De manera que el 25 de agosto también tiene este contenido donde los frenteamplistas hemos concentrado en la defensa de los gobiernos que tenemos, el avance en todos los gobiernos municipales y centrar la historia no solo en lo departamental sino en la posibilidad de ganar en los municipios. Hay condiciones electorales aquí en Montevideo para ganar la inmensa mayoría de los municipios, hoy tenemos 6 de 8, es posible recuperar alguno más y eso dependerá de la generosidad y la conciencia que los frenteamplistas sepamos construir para conquistar el voto del ciudadano. Votar a cualquiera de los tres candidatos a Intendente es elemental, más allá de que las encuestas dan como victorioso al Frente Amplio, pero votar al candidato a alcalde del FA en el lugar que sea, significa tomar partido por una forma de hacer política popular y con la gente. Menospreciar el gobierno de cercanía, como muchas veces hemos hecho, o quedarse en el galimatías electoral y decir “este no me convence y al otro no le conozco” es regalar espacios de decisión a una oligarquía que, como están mostrando estos meses, viene por todo.

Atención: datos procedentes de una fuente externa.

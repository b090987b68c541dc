// Prevents an additional console window on Windows in release builds.
#![cfg_attr(not(debug_assertions), windows_subsystem = "windows")]

fn main() {
    pulseboard_lib::run();
}
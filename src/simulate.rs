use crate::models::Metric;
use rand::Rng;

pub const VALUE_STEP_MIN: i64 = -5;
pub const VALUE_STEP_MAX: i64 = 9;

/// Randomness seam for the metric random walk. Production uses the thread
/// RNG; tests inject scripted sequences and assert exact post-tick values.
pub trait Jitter: Send {
    /// Integer step applied to a metric value, in [-5, 9].
    fn value_step(&mut self) -> i64;
    /// Fractional step applied to progress, in [-1, 1].
    fn progress_step(&mut self) -> f64;
}

pub struct ThreadJitter;

impl Jitter for ThreadJitter {
    fn value_step(&mut self) -> i64 {
        rand::rng().random_range(VALUE_STEP_MIN..=VALUE_STEP_MAX)
    }

    fn progress_step(&mut self) -> f64 {
        rand::rng().random_range(-1.0..=1.0)
    }
}

/// Scripted jitter for deterministic tests. Sequences repeat from the start
/// once exhausted.
pub struct ScriptedJitter {
    values: Vec<i64>,
    progress: Vec<f64>,
    value_cursor: usize,
    progress_cursor: usize,
}

impl ScriptedJitter {
    pub fn new(values: Vec<i64>, progress: Vec<f64>) -> Self {
        Self {
            values,
            progress,
            value_cursor: 0,
            progress_cursor: 0,
        }
    }
}

impl Jitter for ScriptedJitter {
    fn value_step(&mut self) -> i64 {
        let step = self.values[self.value_cursor % self.values.len()];
        self.value_cursor += 1;
        step
    }

    fn progress_step(&mut self) -> f64 {
        let step = self.progress[self.progress_cursor % self.progress.len()];
        self.progress_cursor += 1;
        step
    }
}

/// One tick of the random walk: every metric value drifts by an integer step
/// and progress drifts by a fractional step clamped to [0, 100].
pub fn apply_tick(metrics: &mut [Metric], jitter: &mut dyn Jitter) {
    for metric in metrics {
        metric.value += jitter.value_step();
        metric.progress = (metric.progress + jitter.progress_step()).clamp(0.0, 100.0);
    }
}
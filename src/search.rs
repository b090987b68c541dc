use crate::models::Activity;

pub const EMPTY_QUERY_PROMPT: &str = "Please enter a search term";

#[derive(Debug, Clone)]
pub struct FilterOutcome {
    pub matches: Vec<Activity>,
    pub message: String,
}

/// Filters the activity list by case-insensitive substring over user, action,
/// and kind label. A blank query keeps the list intact with no message.
/// Pure; the result order always follows the input order.
pub fn filter_activities(query: &str, activities: &[Activity]) -> FilterOutcome {
    let needle = query.trim().to_lowercase();
    if needle.is_empty() {
        return FilterOutcome {
            matches: activities.to_vec(),
            message: String::new(),
        };
    }

    let matches = activities
        .iter()
        .filter(|activity| matches_query(activity, &needle))
        .cloned()
        .collect::<Vec<_>>();
    let message = found_message(matches.len(), query);

    FilterOutcome { matches, message }
}

fn matches_query(activity: &Activity, needle: &str) -> bool {
    activity.user.to_lowercase().contains(needle)
        || activity.action.to_lowercase().contains(needle)
        || activity.kind.label().contains(needle)
}

pub fn found_message(count: usize, query: &str) -> String {
    format!("Found {count} result{} for \"{query}\"", plural(count))
}

pub fn showing_message(count: usize, query: &str) -> String {
    format!("Showing {count} result{} for \"{query}\"", plural(count))
}

fn plural(count: usize) -> &'static str {
    if count == 1 {
        ""
    } else {
        "s"
    }
}

#[cfg(test)]
mod tests {
    use super::*;
    use crate::seed::ACTIVITIES;

    #[test]
    fn blank_query_returns_everything_with_no_message() {
        for query in ["", "   ", "\t\n"] {
            let outcome = filter_activities(query, &ACTIVITIES);
            assert_eq!(outcome.matches, *ACTIVITIES);
            assert_eq!(outcome.message, "");
        }
    }

    #[test]
    fn matches_are_an_order_preserving_subsequence() {
        let outcome = filter_activities("a", &ACTIVITIES);
        let mut source = ACTIVITIES.iter();
        for matched in &outcome.matches {
            assert!(
                source.any(|activity| activity == matched),
                "match out of order or not from the source list"
            );
        }
    }

    #[test]
    fn every_match_satisfies_the_predicate_and_every_miss_fails_it() {
        let outcome = filter_activities("an", &ACTIVITIES);
        let needle = "an";
        for activity in &ACTIVITIES {
            let hit = activity.user.to_lowercase().contains(needle)
                || activity.action.to_lowercase().contains(needle)
                || activity.kind.label().contains(needle);
            assert_eq!(outcome.matches.contains(activity), hit, "{}", activity.user);
        }
    }

    #[test]
    fn filtering_is_idempotent_for_a_fixed_query() {
        let first = filter_activities("sarah", &ACTIVITIES);
        let second = filter_activities("sarah", &first.matches);
        assert_eq!(first.matches, second.matches);
    }

    #[test]
    fn sarah_matches_exactly_the_upgrade_entry() {
        let outcome = filter_activities("sarah", &ACTIVITIES);
        assert_eq!(outcome.matches.len(), 1);
        assert_eq!(outcome.matches[0].user, "Sarah Chen");
        assert_eq!(outcome.message, "Found 1 result for \"sarah\"");
    }

    #[test]
    fn unmatched_query_reports_zero_results() {
        let outcome = filter_activities("xyz", &ACTIVITIES);
        assert!(outcome.matches.is_empty());
        assert_eq!(outcome.message, "Found 0 results for \"xyz\"");
    }

    #[test]
    fn query_matches_kind_label_case_insensitively() {
        let outcome = filter_activities("UPGRADE", &ACTIVITIES);
        assert_eq!(outcome.matches.len(), 1);
        assert_eq!(outcome.matches[0].id, 1);
    }

    #[test]
    fn query_is_trimmed_before_matching_but_echoed_raw() {
        let outcome = filter_activities("  sarah  ", &ACTIVITIES);
        assert_eq!(outcome.matches.len(), 1);
        assert_eq!(outcome.message, "Found 1 result for \"  sarah  \"");
    }

    #[test]
    fn showing_message_agrees_on_plural() {
        assert_eq!(showing_message(1, "a"), "Showing 1 result for \"a\"");
        assert_eq!(showing_message(2, "a"), "Showing 2 results for \"a\"");
    }
}
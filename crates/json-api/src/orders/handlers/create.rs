//! Create Order Handler

use std::{str::FromStr, sync::Arc};

use rust_decimal::Decimal;
use salvo::{
    http::header::LOCATION,
    oapi::{ToSchema, extract::JsonBody},
    prelude::*,
};
use serde::{Deserialize, Serialize};

use threadline_app::domain::orders::data::{NewOrder, OrderDraft};

use crate::{
    extensions::*,
    orders::{
        errors::{INVALID_REQUEST, into_status_error},
        models::OrderResponse,
    },
    state::State,
};

/// Create Order Request
///
/// Every field is required and must be non-empty and non-zero.
#[derive(Debug, Default, Serialize, Deserialize, ToSchema)]
pub(crate) struct CreateOrderRequest {
    pub product: Option<String>,

    pub quantity: Option<u32>,

    /// Unit price; the stored total is `price × quantity`
    pub price: Option<f64>,

    pub notes: Option<String>,
}

impl TryFrom<CreateOrderRequest> for OrderDraft {
    type Error = StatusError;

    fn try_from(request: CreateOrderRequest) -> Result<Self, Self::Error> {
        let unit_price = request
            .price
            .map(|price| Decimal::from_str(&price.to_string()))
            .transpose()
            .or_400(INVALID_REQUEST)?;

        Ok(OrderDraft {
            product: request.product,
            quantity: request.quantity,
            unit_price,
            notes: request.notes,
        })
    }
}

/// Create Order Handler
///
/// The order belongs to the caller and always starts out `Pending`.
#[endpoint(
    tags("orders"),
    summary = "Create Order",
    security(("bearer_auth" = [])),
    responses(
        (status_code = StatusCode::CREATED, description = "Order created", body = OrderResponse),
        (status_code = StatusCode::BAD_REQUEST, description = "Invalid request"),
        (status_code = StatusCode::UNAUTHORIZED, description = "Unauthorized"),
        (status_code = StatusCode::INTERNAL_SERVER_ERROR, description = "Internal Server Error"),
    ),
)]
#[tracing::instrument(
    name = "orders.create",
    skip(json, depot, res),
    fields(
        user_uuid = tracing::field::Empty,
        order_uuid = tracing::field::Empty
    ),
    err
)]
pub(crate) async fn handler(
    json: JsonBody<CreateOrderRequest>,
    depot: &mut Depot,
    res: &mut Response,
) -> Result<Json<OrderResponse>, StatusError> {
    let state = depot.obtain_or_500::<Arc<State>>()?;
    let user = depot.user_uuid_or_401()?;

    let span = tracing::Span::current();

    span.record("user_uuid", tracing::field::display(user));

    let order = NewOrder::try_from(OrderDraft::try_from(json.into_inner())?)
        .or_400(INVALID_REQUEST)?;

    let order = state
        .app
        .orders
        .create_order(user, order)
        .await
        .map_err(into_status_error)?;

    span.record("order_uuid", tracing::field::display(order.uuid));

    res.add_header(LOCATION, format!("/orders?id={}", order.uuid), true)
        .or_500("failed to set location header")?
        .status_code(StatusCode::CREATED);

    Ok(Json(order.into()))
}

-¿Cómo se proyectan hacia el futuro los Comité de Base?

-Hay una discusión, que no es nueva, pero que se renueva año a año, que tiene que ver con la vigencia de los Comités y es bueno para el Día del Comité de Base hacer una reflexión sobre eso. Y yo quería dar dos ejemplos, el primero ya he hablado un poquito, tiene que ver con el ejercicio de la solidaridad, esos Comités de Base son los que están facilitando que, sin exagerar, miles de familias estén completando su alimentación. Y eso es el Frente Amplio, eso es la expresión más auténtica de que los Comités de Base no son un club político de los partidos tradicionales ni son un apoyo anquilosado para que fulanito o menganita pese más no sé dónde. Son una organización auténtica del pueblo uruguayo para dar una respuesta popular.

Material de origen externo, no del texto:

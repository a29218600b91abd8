//! Listener Config

use std::net::{IpAddr, Ipv4Addr, SocketAddr};

use clap::Args;

/// Where the API server listens.
#[derive(Debug, Args)]
pub(crate) struct ServerRuntimeConfig {
    /// Interface to bind
    #[arg(short = 'H', long, env = "SERVER_HOST", default_value_t = IpAddr::V4(Ipv4Addr::UNSPECIFIED))]
    pub host: IpAddr,

    /// Port to bind
    #[arg(short, long, env = "SERVER_PORT", default_value_t = 8698)]
    pub port: u16,
}

impl ServerRuntimeConfig {
    #[must_use]
    pub(crate) fn socket_addr(&self) -> SocketAddr {
        SocketAddr::new(self.host, self.port)
    }
}
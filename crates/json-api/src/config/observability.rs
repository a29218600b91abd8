//! Logging and tracing settings

use std::time::Duration;

use clap::Args;

/// Log output format.
#[derive(Clone, Copy, Debug, clap::ValueEnum)]
pub(crate) enum LogFormat {
    Compact,
    Json,
}

#[derive(Debug, Args)]
pub(crate) struct LoggingConfig {
    /// Log filter used when `RUST_LOG` is not a valid directive
    #[arg(short, long, env = "RUST_LOG", default_value = "info")]
    pub log_level: String,

    /// Log format (compact, json)
    #[arg(long, env = "LOG_FORMAT", value_enum, default_value_t = LogFormat::Compact)]
    pub log_format: LogFormat,
}

#[derive(Debug, Args)]
pub(crate) struct ObservabilityConfig {
    /// Export traces over OTLP.
    #[arg(long, env = "OTEL_ENABLED", default_value_t = false)]
    pub otel_enabled: bool,

    /// Continue traces from incoming `traceparent` headers.
    #[arg(long, env = "OTEL_PARENT_PROPAGATION_ENABLED", default_value_t = false)]
    pub otel_parent_propagation_enabled: bool,

    /// OTLP gRPC endpoint.
    #[arg(
        long,
        env = "OTEL_EXPORTER_OTLP_ENDPOINT",
        default_value = "http://localhost:4317"
    )]
    pub otel_exporter_otlp_endpoint: String,

    /// Seconds before an export batch is abandoned.
    #[arg(long, env = "OTEL_EXPORTER_OTLP_TIMEOUT_SECONDS", default_value_t = 3_u64)]
    pub otel_exporter_otlp_timeout_seconds: u64,

    #[arg(long, env = "OTEL_SERVICE_NAME", default_value = "threadline-json")]
    pub otel_service_name: String,

    #[arg(
        long,
        env = "OTEL_SERVICE_VERSION",
        default_value = env!("CARGO_PKG_VERSION")
    )]
    pub otel_service_version: String,

    #[arg(
        long,
        env = "OTEL_DEPLOYMENT_ENVIRONMENT",
        default_value = "development"
    )]
    pub otel_deployment_environment: String,

    /// Trace sampling ratio, clamped to [0.0, 1.0].
    #[arg(long, env = "OTEL_TRACE_SAMPLE_RATIO", default_value_t = 1.0_f64)]
    pub otel_trace_sample_ratio: f64,

    /// Requests slower than this are logged at warn.
    #[arg(long, env = "SLOW_REQUEST_THRESHOLD_MS", default_value_t = 1_000_u64)]
    pub slow_request_threshold_ms: u64,
}

impl ObservabilityConfig {
    pub(crate) const fn otlp_timeout(&self) -> Duration {
        Duration::from_secs(self.otel_exporter_otlp_timeout_seconds)
    }

    pub(crate) const fn slow_request_threshold(&self) -> Duration {
        Duration::from_millis(self.slow_request_threshold_ms)
    }

    /// Parent propagation only applies while export is on.
    pub(crate) const fn propagates_parent(&self) -> bool {
        self.otel_enabled && self.otel_parent_propagation_enabled
    }
}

Lo otro es lo que pasó en la campaña electoral. El Frente Amplio retrocedió llegando a niveles de votación como los que habíamos tenido en el año 99, y fueron esos Comités de Base, tantas veces ninguneados, postergados, desfinanciados y vilipendiados -incluso desde las filas del FA – los que fueron capaces de movilizar a miles de frenteamplistas para salir a hablar con decenas o quizá cientos de personas y generar un balotaje de pánico donde estuvimos al borde de la victoria. Es cierto, no fue suficiente, pero sí queda la tranquilidad de que todos los frenteamplistas, tuvieron un Comité de Base para acercarse -después del resultado en octubre- y para ser útiles y estar organizados en algo serio que nos puso casi a las puertas de la victoria. Ese es el instrumento que Seregni reivindicó a lo largo de toda su historia, de toda su vida como presidente del FA, ese es el elemento que celebramos el 25 de agosto. Ese martes se les recomienda a todos los lectores de EL POPULAR que se acerquen a su Comité de Base, porque así se van a encontrar con otros frenteamplistas con las mismas alegrías, frustraciones y anhelos, será un momento de reencuentro, de celebración y de compromiso, de renovar las ganas de luchar organizadamente por un país con plena igualdad.